Suppose a college athlete stays all four years in school, they should have the option of hitting the market after one year if he desires.  A three year college player would have the option of opting out after two years. A sophomore should have the option of hitting the market after the third year and a freshman’s options would be as they are now, with the rookie deal ending after four years in the league. It would not punish young professionals who want to come out after only one year, as many of these kids want to change their own and their family’s financial circumstances as quickly as possible. This system would fiscally reward someone like Damian Lillard who stayed in school for all four years, developed his game, comes into the league and is an instant impact player and star.

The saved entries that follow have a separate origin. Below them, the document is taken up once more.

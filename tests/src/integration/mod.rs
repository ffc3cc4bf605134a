//! Integration tests across crates.

pub mod bus_flows;
pub mod node_wiring;
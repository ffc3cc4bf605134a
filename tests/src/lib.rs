//! # BN Test Suite
//!
//! Cross-crate tests that run membership flows end to end.
//!
//! ```text
//! tests/src/
//! └── integration/
//!     ├── bus_flows.rs     # Service + ledger + event bus
//!     └── node_wiring.rs   # Configured node, reports and JSON output
//! ```
//!
//! ```bash
//! cargo test -p bn-tests integration::
//! ```

pub mod integration;
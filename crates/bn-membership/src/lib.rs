//! # bn-membership
//!
//! Business network membership lifecycle: operator-only activation and
//! suspension of membership records, committed through a single-writer
//! finality gateway.
//!
//! ## Overview
//!
//! This subsystem provides:
//! - **State machine**: PENDING → ACTIVE, PENDING/ACTIVE → SUSPENDED, with
//!   idempotent no-ops for repeated requests
//! - **Operator guard**: only the business network operator mutates records
//! - **Atomic commit**: consume the current version, produce the next, exactly once
//! - **Progress**: ordered steps per flow run, published as events
//!
//! ## Architecture
//!
//! ```text
//!  MembershipApi ──→ MembershipService ──┬── NetworkConfigProvider (operator, notary)
//!                                        ├── MembershipRecordStore (current version)
//!                                        ├── TransactionSigner     (Ed25519)
//!                                        ├── FinalityGateway       (consume + produce)
//!                                        └── ProgressSink          (shared bus)
//! ```
//!
//! ## Example
//!
//! ```rust,ignore
//! use bn_membership::{MembershipDependencies, MembershipService};
//! use bn_membership::ports::inbound::MembershipApi;
//!
//! let service = MembershipService::new(deps);
//! let committed = service.activate_for(&party).await?;
//! assert!(committed.record.state.is_active());
//! ```

pub mod adapters;
pub mod domain;
pub mod error;
pub mod metrics;
pub mod ports;
pub mod service;

pub use domain::{
    Command, MembershipEvent, MembershipMetadata, MembershipRecord, MembershipStatus,
    SignedTransaction, StateAndRef, StateRef,
};
pub use error::{ActivationError, CommitError, MembershipError, MembershipResult};
pub use ports::inbound::{CommittedRecord, FlowRequest, MembershipApi};
pub use service::{
    FlowHandle, FlowJoinError, MembershipConfig, MembershipDependencies, MembershipService,
};
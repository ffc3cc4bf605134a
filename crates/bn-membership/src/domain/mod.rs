//! Domain module for the Membership subsystem
//!
//! ## Core Modules
//! - record: immutable membership versions and their ledger references
//! - state_machine: PENDING / ACTIVE / SUSPENDED transitions
//! - authorization: operator-only guard
//! - transaction: change-sets, ids and signatures

pub mod authorization;
pub mod record;
pub mod state_machine;
pub mod transaction;

pub use authorization::authorize_operator;
pub use record::{MembershipMetadata, MembershipRecord, MembershipStatus, StateAndRef, StateRef};
pub use state_machine::{decide, Decision, MembershipEvent};
pub use transaction::{
    Command, SignedTransaction, TransactionBuilder, TransactionSignature, WireTransaction,
    TX_ID_DOMAIN,
};
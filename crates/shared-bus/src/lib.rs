//! # Shared Bus - Event Bus for Flow Observability
//!
//! Carries two kinds of traffic:
//!
//! - **Progress**: ordered `ProgressStep`s of individual flow runs, keyed by
//!   flow id, plus a failure notice if a run aborts.
//! - **Membership**: notifications that a membership change was committed.
//!
//! ```text
//! ┌──────────────────┐                    ┌──────────────────┐
//! │ MembershipService│    publish()       │  Operator CLI /  │
//! │                  │ ──────┐            │  audit consumer  │
//! └──────────────────┘       │            └──────────────────┘
//!                            ▼                    ↑
//!                      ┌──────────────┐           │
//!                      │  Event Bus   │ ──────────┘
//!                      └──────────────┘  subscribe()
//! ```
//!
//! Consumers observe; they never influence flow outcomes. A slow subscriber
//! lags and loses events rather than blocking publishers.

// Allow in tests
#![cfg_attr(test, allow(clippy::unwrap_used))]
#![cfg_attr(test, allow(clippy::expect_used))]

pub mod events;
pub mod publisher;
pub mod subscriber;

// Re-export main types
pub use events::{BusEvent, EventFilter, EventTopic};
pub use publisher::{EventPublisher, InMemoryEventBus};
pub use subscriber::{EventStream, EventSubscriber, FlowTrace, Subscription, SubscriptionError};

/// Maximum events to buffer per subscriber before lagging.
pub const DEFAULT_CHANNEL_CAPACITY: usize = 1000;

Why shouldn’t we reward someone like that, who has 10-15 years of capitalizing on his all-world basketball talent?

This system would allow for someone of Damian’s caliber to sign a 5 year extension at the max after his rookie year if the team that drafted him deemed that player worthy. (This is where it’s important for restricted free agency to remain in tact, allowing the team to hold on to their budding star, but rewarding the player for staying in school for four years and having a stellar rookie season.) And those guys would still be the exception, not the rule. You would still see a three or four year college player come in, be content with the pay scale and length of the contract before testing the free agent market. This would improve both the NBA and college game product because we would start to see less undeveloped players come in to the league. The NCAA would (hopefully) start to see great college players staying for two, three and four years knowing that those extra years in college spent improving their game won’t hurt their ability to profit as players.

There is no easy answer for solving this problem. The MLB has an ‘either-or’ policy, where everyone is available to be drafted out of high school, but if the player chooses to play college, they must stay for at least three years, then can choose to sign with a professional team after their junior, or senior year depending if they are satisfied with their draft selection. The NFL has a three years removed from high school minimum rule for players to be eligible for the draft, but once you declare, there is no going back, the player has lost their amateur status. The biggest difference between these three sports is the size of the league and individual rosters.

There are 1,696 players in the NFL, 1,280 players on active 40 man rosters in the MLB, and only 446 players in the NBA. The impact of one star can change the entire fortunes of one franchise, therefore highly incentivizing these top prospects to immediately jump from the NCAA to the NBA. The writing is on the wall that there must be a change in the monetary motivation before there will be any tangible changes about the ‘one and done’ rule.

(We must note that these rules could not apply to international prospects because, depending on the country they come from, they have the ability to start playing professionally as young as 14. This article focuses on improving the broken system by which domestic, American prospects must abide by in order to reach the NBA. There will always be high-upside 18 year international prospects coming from Europe, but because they already have earning potential much earlier in life, none of these rules laid out above could apply to them.)